(Beginning of INFORMATION SHOWN)

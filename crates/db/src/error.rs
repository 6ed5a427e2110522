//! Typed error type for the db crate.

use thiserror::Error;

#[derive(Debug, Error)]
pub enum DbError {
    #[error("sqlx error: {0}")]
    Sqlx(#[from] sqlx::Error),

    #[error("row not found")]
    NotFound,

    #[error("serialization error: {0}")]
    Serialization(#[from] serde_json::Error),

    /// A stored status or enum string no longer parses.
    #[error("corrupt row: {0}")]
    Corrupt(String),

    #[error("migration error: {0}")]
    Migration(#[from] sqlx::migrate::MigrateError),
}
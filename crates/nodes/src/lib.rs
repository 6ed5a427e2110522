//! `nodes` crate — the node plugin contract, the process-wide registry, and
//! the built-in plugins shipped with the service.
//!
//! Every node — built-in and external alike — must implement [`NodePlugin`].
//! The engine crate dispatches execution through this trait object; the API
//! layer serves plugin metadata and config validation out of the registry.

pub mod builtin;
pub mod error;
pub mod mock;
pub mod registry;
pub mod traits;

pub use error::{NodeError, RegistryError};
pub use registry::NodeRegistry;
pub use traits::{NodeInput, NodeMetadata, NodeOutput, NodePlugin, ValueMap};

(End of INFORMATION SHOWN)

● WHAT NEEDS TO BE DONE: Copy each line of the entries that includes the word "crates".

● WRITTEN ANSWER:
filename crates/db/src/error.rs
filename crates/nodes/src/lib.rs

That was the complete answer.